What is expected |
Every line containing "CaptureListener" should be identified and copied from the data below.

Data |
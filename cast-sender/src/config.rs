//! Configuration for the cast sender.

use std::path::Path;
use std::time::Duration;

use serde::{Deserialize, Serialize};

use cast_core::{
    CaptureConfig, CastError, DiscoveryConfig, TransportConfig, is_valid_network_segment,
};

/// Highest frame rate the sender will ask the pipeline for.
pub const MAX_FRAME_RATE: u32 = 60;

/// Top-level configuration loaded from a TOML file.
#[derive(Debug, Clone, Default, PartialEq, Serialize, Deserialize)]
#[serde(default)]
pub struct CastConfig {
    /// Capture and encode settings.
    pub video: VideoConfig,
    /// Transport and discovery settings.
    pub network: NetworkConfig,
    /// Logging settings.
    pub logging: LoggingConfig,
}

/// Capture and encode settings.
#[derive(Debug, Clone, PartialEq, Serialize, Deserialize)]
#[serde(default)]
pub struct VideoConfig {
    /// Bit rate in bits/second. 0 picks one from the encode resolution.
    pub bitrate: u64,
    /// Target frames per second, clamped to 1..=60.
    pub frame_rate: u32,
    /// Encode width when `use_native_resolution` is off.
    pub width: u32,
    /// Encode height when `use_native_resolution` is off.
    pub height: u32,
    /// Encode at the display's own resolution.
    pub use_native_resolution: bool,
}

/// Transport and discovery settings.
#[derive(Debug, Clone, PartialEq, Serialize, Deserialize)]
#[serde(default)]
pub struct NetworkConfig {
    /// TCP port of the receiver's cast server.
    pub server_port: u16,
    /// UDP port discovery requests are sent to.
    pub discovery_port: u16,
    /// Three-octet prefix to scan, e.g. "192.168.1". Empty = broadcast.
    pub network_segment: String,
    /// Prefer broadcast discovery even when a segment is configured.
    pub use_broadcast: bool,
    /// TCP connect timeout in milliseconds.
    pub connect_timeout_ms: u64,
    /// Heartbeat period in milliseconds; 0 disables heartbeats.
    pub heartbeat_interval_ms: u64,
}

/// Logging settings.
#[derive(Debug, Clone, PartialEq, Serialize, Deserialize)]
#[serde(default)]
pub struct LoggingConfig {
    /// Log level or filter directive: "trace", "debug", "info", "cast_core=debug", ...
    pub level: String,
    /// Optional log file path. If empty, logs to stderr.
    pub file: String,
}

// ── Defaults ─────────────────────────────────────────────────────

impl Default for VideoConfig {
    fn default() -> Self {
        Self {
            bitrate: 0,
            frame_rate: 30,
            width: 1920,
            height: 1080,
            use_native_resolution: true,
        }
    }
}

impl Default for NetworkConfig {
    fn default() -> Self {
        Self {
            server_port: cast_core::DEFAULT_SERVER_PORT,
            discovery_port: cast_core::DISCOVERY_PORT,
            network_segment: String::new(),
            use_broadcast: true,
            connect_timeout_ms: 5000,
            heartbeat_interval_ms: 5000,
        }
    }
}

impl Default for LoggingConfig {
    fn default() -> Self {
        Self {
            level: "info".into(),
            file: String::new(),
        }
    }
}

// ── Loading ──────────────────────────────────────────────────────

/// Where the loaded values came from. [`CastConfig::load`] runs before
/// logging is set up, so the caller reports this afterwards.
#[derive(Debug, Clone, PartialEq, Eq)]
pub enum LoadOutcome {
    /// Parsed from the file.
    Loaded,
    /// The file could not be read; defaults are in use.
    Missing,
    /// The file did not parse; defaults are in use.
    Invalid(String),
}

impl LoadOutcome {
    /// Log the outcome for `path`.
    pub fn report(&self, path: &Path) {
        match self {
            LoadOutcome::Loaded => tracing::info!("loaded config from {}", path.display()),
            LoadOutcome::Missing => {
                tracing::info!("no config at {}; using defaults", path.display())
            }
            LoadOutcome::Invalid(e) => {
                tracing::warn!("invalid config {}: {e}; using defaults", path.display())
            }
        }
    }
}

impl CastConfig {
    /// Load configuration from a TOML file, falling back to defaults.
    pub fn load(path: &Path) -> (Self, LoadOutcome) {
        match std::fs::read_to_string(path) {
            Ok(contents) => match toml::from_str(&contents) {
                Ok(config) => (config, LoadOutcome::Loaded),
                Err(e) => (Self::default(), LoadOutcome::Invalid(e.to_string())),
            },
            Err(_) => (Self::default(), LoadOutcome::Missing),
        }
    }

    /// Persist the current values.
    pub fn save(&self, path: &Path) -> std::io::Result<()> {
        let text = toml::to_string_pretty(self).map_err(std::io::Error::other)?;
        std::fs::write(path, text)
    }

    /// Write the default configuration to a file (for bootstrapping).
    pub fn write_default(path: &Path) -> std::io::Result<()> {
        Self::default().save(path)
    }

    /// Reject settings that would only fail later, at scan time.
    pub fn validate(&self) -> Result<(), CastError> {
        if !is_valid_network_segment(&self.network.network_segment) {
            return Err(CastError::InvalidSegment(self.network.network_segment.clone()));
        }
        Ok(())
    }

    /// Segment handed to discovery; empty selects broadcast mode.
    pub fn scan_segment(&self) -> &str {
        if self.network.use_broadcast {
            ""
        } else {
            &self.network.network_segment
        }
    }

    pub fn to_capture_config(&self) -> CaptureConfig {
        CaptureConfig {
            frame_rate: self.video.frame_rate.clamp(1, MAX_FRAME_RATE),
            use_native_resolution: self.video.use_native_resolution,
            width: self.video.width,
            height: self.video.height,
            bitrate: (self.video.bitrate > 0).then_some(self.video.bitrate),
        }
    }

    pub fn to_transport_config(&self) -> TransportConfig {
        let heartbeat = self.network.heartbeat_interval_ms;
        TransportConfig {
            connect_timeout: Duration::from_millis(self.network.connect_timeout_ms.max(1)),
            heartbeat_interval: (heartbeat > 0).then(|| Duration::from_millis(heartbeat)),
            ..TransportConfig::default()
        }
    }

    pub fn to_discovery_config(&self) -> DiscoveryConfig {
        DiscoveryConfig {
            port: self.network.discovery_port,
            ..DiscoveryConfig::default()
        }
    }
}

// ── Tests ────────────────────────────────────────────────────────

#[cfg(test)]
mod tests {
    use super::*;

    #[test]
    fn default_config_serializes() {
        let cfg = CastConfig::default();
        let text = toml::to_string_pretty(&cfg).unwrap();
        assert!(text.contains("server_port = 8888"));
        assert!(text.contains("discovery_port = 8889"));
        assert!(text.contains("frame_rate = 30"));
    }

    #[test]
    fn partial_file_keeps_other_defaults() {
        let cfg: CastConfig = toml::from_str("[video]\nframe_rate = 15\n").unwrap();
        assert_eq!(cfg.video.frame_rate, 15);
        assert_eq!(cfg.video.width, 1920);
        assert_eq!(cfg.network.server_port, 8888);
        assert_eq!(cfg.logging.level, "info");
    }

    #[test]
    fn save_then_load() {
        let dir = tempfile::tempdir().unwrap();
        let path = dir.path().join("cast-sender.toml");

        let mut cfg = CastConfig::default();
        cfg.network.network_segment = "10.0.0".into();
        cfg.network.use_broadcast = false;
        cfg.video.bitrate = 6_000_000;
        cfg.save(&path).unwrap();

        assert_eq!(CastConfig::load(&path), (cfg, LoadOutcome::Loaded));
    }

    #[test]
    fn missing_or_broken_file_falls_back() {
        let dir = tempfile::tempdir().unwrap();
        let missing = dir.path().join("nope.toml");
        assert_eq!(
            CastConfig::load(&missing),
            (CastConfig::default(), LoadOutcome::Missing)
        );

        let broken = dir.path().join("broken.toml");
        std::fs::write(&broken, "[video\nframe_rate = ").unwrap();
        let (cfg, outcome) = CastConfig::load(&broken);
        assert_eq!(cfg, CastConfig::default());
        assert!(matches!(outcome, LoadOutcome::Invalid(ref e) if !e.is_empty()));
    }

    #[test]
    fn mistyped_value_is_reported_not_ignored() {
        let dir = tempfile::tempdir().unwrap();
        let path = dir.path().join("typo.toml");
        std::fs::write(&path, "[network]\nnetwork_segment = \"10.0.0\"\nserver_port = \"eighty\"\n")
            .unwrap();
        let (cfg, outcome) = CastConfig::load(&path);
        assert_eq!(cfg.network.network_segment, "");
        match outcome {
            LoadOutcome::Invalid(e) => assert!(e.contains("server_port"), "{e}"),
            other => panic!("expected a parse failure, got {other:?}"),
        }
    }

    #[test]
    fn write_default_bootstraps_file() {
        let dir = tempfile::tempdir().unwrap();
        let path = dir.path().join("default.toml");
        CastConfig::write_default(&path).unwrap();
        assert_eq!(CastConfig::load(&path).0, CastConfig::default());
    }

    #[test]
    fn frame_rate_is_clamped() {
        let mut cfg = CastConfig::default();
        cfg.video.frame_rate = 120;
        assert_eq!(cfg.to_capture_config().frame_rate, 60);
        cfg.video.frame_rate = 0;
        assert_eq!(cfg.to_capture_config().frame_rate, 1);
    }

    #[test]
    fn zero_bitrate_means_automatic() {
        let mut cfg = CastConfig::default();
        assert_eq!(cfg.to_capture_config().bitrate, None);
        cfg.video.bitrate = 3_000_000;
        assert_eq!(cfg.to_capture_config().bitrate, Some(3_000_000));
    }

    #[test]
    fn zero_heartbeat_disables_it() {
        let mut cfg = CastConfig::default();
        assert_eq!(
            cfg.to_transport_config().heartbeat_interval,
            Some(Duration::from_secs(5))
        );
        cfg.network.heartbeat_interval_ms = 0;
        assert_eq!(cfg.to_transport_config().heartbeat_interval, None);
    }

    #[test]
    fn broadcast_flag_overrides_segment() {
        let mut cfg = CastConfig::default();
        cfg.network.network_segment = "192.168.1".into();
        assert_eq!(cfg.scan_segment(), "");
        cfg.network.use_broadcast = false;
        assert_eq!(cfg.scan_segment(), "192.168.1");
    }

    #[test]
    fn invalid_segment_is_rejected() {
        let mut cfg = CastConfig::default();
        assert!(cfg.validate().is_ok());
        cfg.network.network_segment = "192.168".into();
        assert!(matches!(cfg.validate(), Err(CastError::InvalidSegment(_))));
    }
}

...

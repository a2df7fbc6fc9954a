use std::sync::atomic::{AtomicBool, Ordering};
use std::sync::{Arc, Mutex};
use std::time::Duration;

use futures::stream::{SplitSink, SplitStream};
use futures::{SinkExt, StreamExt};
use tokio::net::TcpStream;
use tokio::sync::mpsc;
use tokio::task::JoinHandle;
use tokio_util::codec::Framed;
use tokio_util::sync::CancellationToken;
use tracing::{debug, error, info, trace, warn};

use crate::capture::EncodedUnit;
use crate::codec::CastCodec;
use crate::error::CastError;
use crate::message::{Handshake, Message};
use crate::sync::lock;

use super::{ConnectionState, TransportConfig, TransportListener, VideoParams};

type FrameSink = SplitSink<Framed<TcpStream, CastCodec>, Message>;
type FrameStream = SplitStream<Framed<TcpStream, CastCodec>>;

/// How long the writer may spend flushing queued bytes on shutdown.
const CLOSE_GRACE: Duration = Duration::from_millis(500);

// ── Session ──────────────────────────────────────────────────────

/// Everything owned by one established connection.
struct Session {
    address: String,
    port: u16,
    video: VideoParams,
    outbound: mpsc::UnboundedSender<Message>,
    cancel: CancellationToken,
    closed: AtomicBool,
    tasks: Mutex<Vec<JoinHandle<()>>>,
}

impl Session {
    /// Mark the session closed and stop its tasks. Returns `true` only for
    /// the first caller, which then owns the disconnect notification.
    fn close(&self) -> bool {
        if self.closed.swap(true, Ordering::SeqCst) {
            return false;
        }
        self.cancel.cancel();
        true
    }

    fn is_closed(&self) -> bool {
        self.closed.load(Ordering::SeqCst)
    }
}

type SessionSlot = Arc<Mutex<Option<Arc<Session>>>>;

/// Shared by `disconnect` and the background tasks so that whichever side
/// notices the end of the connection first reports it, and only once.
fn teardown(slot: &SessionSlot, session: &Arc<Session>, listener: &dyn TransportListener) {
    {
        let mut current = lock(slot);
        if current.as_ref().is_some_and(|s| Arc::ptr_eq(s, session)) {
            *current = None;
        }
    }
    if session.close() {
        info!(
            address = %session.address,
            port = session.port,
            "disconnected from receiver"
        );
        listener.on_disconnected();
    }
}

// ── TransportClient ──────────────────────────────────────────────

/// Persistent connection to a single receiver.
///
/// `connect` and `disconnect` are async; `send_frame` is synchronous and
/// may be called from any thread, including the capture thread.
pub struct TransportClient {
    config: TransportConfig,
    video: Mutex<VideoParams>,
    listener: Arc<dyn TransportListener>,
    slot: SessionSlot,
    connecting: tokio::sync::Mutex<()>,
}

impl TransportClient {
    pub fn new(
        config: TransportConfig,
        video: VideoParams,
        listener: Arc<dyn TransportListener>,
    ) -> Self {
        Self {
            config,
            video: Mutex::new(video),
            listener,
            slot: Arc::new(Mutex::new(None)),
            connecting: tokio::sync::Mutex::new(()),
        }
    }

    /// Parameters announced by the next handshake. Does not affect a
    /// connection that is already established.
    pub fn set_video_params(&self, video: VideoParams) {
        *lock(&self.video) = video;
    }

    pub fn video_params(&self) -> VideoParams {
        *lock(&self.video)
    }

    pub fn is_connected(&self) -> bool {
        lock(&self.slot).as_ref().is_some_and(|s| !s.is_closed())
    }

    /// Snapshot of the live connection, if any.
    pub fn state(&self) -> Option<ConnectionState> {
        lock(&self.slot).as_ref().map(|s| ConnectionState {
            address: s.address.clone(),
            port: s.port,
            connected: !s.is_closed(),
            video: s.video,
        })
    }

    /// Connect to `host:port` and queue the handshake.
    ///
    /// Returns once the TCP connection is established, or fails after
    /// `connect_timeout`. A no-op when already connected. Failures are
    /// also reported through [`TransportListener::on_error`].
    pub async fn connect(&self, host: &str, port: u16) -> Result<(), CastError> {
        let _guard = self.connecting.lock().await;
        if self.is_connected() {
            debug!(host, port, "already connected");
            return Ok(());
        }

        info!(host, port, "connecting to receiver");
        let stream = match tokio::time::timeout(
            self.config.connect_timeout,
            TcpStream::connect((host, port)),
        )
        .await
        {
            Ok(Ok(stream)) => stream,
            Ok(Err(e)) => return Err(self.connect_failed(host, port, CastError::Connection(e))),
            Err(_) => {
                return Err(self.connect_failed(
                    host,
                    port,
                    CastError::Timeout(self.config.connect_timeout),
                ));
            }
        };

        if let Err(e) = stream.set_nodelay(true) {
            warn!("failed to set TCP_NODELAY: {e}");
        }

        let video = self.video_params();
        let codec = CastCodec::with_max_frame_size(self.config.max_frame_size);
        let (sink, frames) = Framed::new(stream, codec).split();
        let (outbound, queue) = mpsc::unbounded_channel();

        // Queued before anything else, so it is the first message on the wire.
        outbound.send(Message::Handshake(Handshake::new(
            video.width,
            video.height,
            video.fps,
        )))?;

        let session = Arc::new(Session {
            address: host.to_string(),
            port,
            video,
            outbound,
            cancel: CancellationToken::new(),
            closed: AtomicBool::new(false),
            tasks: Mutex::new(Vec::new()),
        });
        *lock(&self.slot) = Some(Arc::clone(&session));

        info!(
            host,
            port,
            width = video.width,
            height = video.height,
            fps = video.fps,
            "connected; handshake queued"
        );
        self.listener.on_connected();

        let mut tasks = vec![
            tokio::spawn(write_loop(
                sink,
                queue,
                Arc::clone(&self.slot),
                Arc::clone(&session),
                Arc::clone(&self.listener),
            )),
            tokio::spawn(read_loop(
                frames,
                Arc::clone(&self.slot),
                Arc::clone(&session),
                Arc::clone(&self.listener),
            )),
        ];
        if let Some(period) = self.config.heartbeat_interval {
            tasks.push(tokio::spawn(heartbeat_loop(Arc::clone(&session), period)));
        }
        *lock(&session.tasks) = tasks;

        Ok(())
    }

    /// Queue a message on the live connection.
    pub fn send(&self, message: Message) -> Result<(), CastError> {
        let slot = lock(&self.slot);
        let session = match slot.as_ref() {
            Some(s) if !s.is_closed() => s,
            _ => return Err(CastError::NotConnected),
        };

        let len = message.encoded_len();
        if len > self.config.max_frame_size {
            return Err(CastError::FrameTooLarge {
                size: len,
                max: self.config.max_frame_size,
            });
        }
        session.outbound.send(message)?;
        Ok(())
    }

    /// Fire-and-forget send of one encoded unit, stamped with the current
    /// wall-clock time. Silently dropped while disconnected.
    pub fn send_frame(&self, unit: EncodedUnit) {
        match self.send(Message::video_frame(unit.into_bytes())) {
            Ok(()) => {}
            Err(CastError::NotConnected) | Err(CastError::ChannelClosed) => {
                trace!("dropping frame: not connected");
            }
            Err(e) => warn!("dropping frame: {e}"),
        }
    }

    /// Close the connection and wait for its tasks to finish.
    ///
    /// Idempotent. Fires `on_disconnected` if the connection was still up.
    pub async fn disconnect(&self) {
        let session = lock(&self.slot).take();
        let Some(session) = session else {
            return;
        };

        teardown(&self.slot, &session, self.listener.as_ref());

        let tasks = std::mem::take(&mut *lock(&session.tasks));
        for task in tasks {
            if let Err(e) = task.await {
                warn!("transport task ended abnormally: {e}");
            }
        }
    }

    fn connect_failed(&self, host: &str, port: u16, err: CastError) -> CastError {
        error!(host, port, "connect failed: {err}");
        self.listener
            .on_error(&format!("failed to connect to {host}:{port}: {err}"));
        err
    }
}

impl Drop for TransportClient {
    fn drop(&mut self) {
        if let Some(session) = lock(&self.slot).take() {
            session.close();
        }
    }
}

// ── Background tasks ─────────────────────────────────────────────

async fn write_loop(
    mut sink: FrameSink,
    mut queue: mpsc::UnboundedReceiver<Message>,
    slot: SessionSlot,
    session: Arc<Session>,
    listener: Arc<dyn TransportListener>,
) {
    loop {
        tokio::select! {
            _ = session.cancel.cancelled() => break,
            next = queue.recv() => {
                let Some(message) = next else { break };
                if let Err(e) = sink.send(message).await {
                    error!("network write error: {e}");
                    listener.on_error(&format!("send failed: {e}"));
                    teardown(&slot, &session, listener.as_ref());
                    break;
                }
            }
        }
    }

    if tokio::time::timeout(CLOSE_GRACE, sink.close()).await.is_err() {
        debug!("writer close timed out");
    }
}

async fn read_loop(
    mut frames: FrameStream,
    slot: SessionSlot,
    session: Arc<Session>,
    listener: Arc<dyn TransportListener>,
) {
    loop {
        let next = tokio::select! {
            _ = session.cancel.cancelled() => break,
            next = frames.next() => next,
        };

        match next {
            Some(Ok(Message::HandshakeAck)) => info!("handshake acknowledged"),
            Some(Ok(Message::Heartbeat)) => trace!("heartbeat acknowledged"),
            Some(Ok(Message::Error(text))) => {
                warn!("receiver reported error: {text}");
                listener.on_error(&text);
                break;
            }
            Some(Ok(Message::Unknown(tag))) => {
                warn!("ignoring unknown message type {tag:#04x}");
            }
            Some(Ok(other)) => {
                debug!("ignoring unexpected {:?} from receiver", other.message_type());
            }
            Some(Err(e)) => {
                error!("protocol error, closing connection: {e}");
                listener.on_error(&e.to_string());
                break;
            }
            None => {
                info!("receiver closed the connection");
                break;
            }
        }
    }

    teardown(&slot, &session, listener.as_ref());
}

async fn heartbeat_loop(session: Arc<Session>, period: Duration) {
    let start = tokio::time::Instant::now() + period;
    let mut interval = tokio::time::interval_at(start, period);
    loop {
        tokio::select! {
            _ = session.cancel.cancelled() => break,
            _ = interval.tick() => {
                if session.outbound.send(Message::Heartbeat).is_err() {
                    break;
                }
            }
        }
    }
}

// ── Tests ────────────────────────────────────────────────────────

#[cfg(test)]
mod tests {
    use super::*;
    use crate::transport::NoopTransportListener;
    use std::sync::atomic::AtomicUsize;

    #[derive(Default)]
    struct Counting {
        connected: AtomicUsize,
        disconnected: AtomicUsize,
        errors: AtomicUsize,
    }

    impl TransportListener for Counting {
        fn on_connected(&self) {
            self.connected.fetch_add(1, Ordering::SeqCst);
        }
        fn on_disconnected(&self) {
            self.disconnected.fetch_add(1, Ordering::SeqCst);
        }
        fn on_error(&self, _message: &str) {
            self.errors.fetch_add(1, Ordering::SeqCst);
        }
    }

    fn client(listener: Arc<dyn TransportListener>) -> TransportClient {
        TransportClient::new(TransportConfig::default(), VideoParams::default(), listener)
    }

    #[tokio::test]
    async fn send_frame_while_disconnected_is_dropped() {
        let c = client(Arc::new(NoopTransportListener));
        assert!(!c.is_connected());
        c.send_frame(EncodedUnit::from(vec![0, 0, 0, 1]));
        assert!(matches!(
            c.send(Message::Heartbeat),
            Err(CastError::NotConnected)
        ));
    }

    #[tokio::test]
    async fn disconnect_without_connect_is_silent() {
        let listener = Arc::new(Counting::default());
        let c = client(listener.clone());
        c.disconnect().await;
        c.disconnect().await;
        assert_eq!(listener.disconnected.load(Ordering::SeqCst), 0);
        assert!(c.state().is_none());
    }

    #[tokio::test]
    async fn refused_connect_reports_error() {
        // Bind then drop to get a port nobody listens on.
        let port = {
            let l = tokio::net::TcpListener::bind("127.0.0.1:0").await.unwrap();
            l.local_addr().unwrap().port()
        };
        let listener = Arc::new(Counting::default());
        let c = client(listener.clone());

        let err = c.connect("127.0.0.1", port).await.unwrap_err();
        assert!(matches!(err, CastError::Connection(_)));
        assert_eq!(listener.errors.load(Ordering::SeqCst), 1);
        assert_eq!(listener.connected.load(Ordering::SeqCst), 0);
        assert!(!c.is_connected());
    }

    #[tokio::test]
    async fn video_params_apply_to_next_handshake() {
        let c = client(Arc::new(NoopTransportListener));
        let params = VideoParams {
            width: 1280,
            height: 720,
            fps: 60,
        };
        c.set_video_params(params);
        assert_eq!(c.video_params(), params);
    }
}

---

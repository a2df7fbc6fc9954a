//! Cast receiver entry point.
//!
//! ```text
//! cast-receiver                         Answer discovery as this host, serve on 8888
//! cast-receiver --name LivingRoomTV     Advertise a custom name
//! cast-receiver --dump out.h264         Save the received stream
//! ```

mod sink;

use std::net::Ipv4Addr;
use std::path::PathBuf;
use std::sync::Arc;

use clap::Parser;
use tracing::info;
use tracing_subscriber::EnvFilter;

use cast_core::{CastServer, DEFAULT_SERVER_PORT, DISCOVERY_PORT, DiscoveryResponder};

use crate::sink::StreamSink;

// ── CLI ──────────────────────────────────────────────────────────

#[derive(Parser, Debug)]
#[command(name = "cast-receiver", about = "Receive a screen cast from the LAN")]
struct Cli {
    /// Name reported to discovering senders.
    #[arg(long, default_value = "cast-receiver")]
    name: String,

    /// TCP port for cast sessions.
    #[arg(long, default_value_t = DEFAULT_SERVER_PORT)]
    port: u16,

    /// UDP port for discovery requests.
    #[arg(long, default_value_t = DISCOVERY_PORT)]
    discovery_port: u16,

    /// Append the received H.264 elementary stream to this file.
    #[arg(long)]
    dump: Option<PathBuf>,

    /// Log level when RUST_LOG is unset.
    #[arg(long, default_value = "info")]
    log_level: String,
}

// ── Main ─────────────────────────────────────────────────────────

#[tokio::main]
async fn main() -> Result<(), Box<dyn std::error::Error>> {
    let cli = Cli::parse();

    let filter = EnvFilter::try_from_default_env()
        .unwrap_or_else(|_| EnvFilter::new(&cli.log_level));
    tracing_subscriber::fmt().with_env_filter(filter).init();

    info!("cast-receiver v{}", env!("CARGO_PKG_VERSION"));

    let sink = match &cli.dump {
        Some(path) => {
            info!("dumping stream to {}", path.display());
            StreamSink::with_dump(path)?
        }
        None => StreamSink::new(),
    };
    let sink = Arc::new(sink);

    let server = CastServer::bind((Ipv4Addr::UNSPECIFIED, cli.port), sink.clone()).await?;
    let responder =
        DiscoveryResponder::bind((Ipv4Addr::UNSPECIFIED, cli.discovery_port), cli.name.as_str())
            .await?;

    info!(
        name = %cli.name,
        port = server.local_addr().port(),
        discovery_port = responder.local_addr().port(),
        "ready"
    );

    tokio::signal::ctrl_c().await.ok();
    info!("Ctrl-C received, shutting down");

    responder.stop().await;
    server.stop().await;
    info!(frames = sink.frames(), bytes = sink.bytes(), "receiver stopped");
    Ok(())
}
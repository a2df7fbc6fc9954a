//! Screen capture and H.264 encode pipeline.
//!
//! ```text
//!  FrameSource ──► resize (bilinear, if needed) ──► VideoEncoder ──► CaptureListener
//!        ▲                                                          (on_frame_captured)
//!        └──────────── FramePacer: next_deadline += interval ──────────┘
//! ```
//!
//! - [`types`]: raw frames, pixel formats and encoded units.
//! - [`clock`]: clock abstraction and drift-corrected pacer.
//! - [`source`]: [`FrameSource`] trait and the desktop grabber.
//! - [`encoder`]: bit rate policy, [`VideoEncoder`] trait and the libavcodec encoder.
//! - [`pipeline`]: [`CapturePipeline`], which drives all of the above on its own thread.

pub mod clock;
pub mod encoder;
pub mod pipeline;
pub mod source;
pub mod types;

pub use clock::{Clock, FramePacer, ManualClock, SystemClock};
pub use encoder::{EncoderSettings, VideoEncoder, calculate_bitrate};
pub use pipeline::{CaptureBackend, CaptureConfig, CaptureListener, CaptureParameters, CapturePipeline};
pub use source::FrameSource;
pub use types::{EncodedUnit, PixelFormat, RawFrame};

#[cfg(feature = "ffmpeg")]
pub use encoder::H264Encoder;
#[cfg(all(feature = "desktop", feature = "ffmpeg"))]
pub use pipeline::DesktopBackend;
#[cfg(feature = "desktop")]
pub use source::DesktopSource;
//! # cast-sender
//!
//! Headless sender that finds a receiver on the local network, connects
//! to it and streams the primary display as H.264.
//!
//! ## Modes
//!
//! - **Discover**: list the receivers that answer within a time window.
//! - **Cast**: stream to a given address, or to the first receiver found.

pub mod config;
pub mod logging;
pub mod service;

Solution to this problem |
//!  FrameSource ──► resize (bilinear, if needed) ──► VideoEncoder ──► CaptureListener
pub use pipeline::{CaptureBackend, CaptureConfig, CaptureListener, CaptureParameters, CapturePipeline};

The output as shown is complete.